Overview of Diabetic Hyperlipidemia
According to the National Institute of Diabetes, Digestive and Kidney Diseases, almost 24 million Americans have diabetes. Diabetes is a life-long condition that occurs when the body cannot metabolize sugars properly, leading to high blood sugar levels. If left untreated, this leads to serious complications.
Hyperlipidemia is a condition where the cholesterol and triglyceride levels are elevated in the blood and is frequently seen in diabetics.
Factors that contribute to both hyperlipidemia and diabetes include:
- Metabolic Syndrome
- Polycystic Ovarian Syndrome
- Cardiovascular disease
- Advanced Age
- Inactive lifestyle (sedentary)
Hyperlipidemia or high cholesterol can lay fatty deposits in blood vessels causing them to stiffen and narrow. Atherosclerosis is the condition when the plaque builds up along the walls of the arteries, which make the passage for blood narrow. Over time, this is linked to hypertension or high blood pressure, stroke and heart disease.

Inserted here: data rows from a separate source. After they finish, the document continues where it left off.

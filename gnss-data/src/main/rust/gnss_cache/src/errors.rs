use thiserror::Error;

pub type Result<T> = std::result::Result<T, GnssCacheError>;

#[derive(Error,Debug)]
pub enum GnssCacheError {
    /// index I/O failure - fatal to the current operation, durability is at stake
    #[error("cache index error {0}")]
    IndexError( #[from] rusqlite::Error),

    #[error("cache IO error {0}")]
    IOError( #[from] std::io::Error),

    #[error("archive error {0}")]
    ArchiveError( #[from] gnss_archive::errors::GnssArchiveError),

    #[error("product error {0}")]
    ProductError( #[from] gnss_products::errors::GnssProductError),

    #[error("config error {0}")]
    ConfigError(String),

    #[error("unknown request {0}")]
    UnknownRequest(String)
}

pub fn config_error (s: impl ToString) -> GnssCacheError {
    GnssCacheError::ConfigError(s.to_string())
}
//! Record codec: bytes to decimal words and back.
//!
//! Every byte takes a fixed three-digit slot and every word starts with the
//! sentinel digit `1`, so `"ab"` becomes `1 097 098`. The sentinel keeps
//! leading zero slots from vanishing once the word is a number.

use num_bigint::BigUint;

use crate::error::{DecodeError, PsiError, Result};

/// Decimal digits used by a single byte.
pub const CHAR_SPACES: usize = 3;

const SLOT_BASE: u32 = 1000;

#[derive(Debug, Clone, Copy, PartialEq, Eq)]
pub struct RecordCodec {
    max_chars_per_word: usize,
}

impl RecordCodec {
    /// Codec storing at most `max_chars_per_word` bytes in each word.
    pub fn new(max_chars_per_word: usize) -> Result<Self> {
        if max_chars_per_word == 0 {
            return Err(PsiError::Config(
                "a word must hold at least one character".to_string(),
            ));
        }
        Ok(Self { max_chars_per_word })
    }

    /// Codec whose words always stay below `prime`.
    ///
    /// A word holding `c` characters is smaller than `2 * 1000^c`, so the
    /// capacity is the largest `c` with `2 * 1000^c < prime`. An explicit
    /// capacity is accepted only if it respects the same bound.
    pub fn for_prime(prime: &BigUint, max_chars_per_word: Option<usize>) -> Result<Self> {
        let fits = |chars: usize| word_bound(chars) < *prime;

        let chars = match max_chars_per_word {
            Some(chars) if chars > 0 && fits(chars) => chars,
            Some(chars) => {
                return Err(PsiError::Config(format!(
                    "{chars} characters per word do not fit below a {}-bit prime",
                    prime.bits()
                )));
            }
            None => {
                if !fits(1) {
                    return Err(PsiError::Config(format!(
                        "prime {prime} is too small to hold a single character"
                    )));
                }
                let mut chars = 1;
                while fits(chars + 1) {
                    chars += 1;
                }
                chars
            }
        };

        Self::new(chars)
    }

    pub fn max_chars_per_word(&self) -> usize {
        self.max_chars_per_word
    }

    /// Split `input` into words of at most `max_chars_per_word` bytes.
    ///
    /// The empty input produces no words.
    pub fn encode(&self, input: &[u8]) -> Vec<BigUint> {
        input
            .chunks(self.max_chars_per_word)
            .map(|chunk| {
                chunk.iter().fold(BigUint::from(1u8), |word, &c| {
                    word * SLOT_BASE + u32::from(c)
                })
            })
            .collect()
    }

    pub fn encode_str(&self, input: &str) -> Vec<BigUint> {
        self.encode(input.as_bytes())
    }

    /// Reverse [`RecordCodec::encode`].
    pub fn decode(&self, words: &[BigUint]) -> Result<Vec<u8>, DecodeError> {
        decode_words(words)
    }

    pub fn decode_str(&self, words: &[BigUint]) -> Result<String, DecodeError> {
        let bytes = self.decode(words)?;
        String::from_utf8(bytes).map_err(|_| DecodeError::InvalidUtf8)
    }
}

/// Exclusive upper bound of a word holding `chars` characters.
fn word_bound(chars: usize) -> BigUint {
    BigUint::from(2u8) * BigUint::from(SLOT_BASE).pow(chars as u32)
}

fn decode_words(words: &[BigUint]) -> Result<Vec<u8>, DecodeError> {
    let mut bytes = Vec::new();

    for (w, word) in words.iter().enumerate() {
        let digits = word.to_str_radix(10);
        let slots = digits
            .strip_prefix('1')
            .ok_or(DecodeError::MissingSentinel { word: w })?;

        if slots.is_empty() {
            return Err(DecodeError::EmptyWord { word: w });
        }
        if slots.len() % CHAR_SPACES != 0 {
            return Err(DecodeError::Truncated {
                word: w,
                digits: slots.len(),
                slot: CHAR_SPACES,
            });
        }

        for group in slots.as_bytes().chunks(CHAR_SPACES) {
            let value = group
                .iter()
                .fold(0u32, |acc, d| acc * 10 + u32::from(d - b'0'));
            let byte =
                u8::try_from(value).map_err(|_| DecodeError::InvalidByte { word: w, value })?;
            bytes.push(byte);
        }
    }

    Ok(bytes)
}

There are 2 varieties of cholesterol:
- LDL (low density lipoproteins) considered bad since it adheres to arterial walls
- HDL (high density lipoproteins) is good since it removes excess LDL from the bloodstream, thereby protecting the cardiovascular system.
Triglycerides – not actually part of cholesterol is usually part of the cholesterol panel since it also increases the risk for heart disease.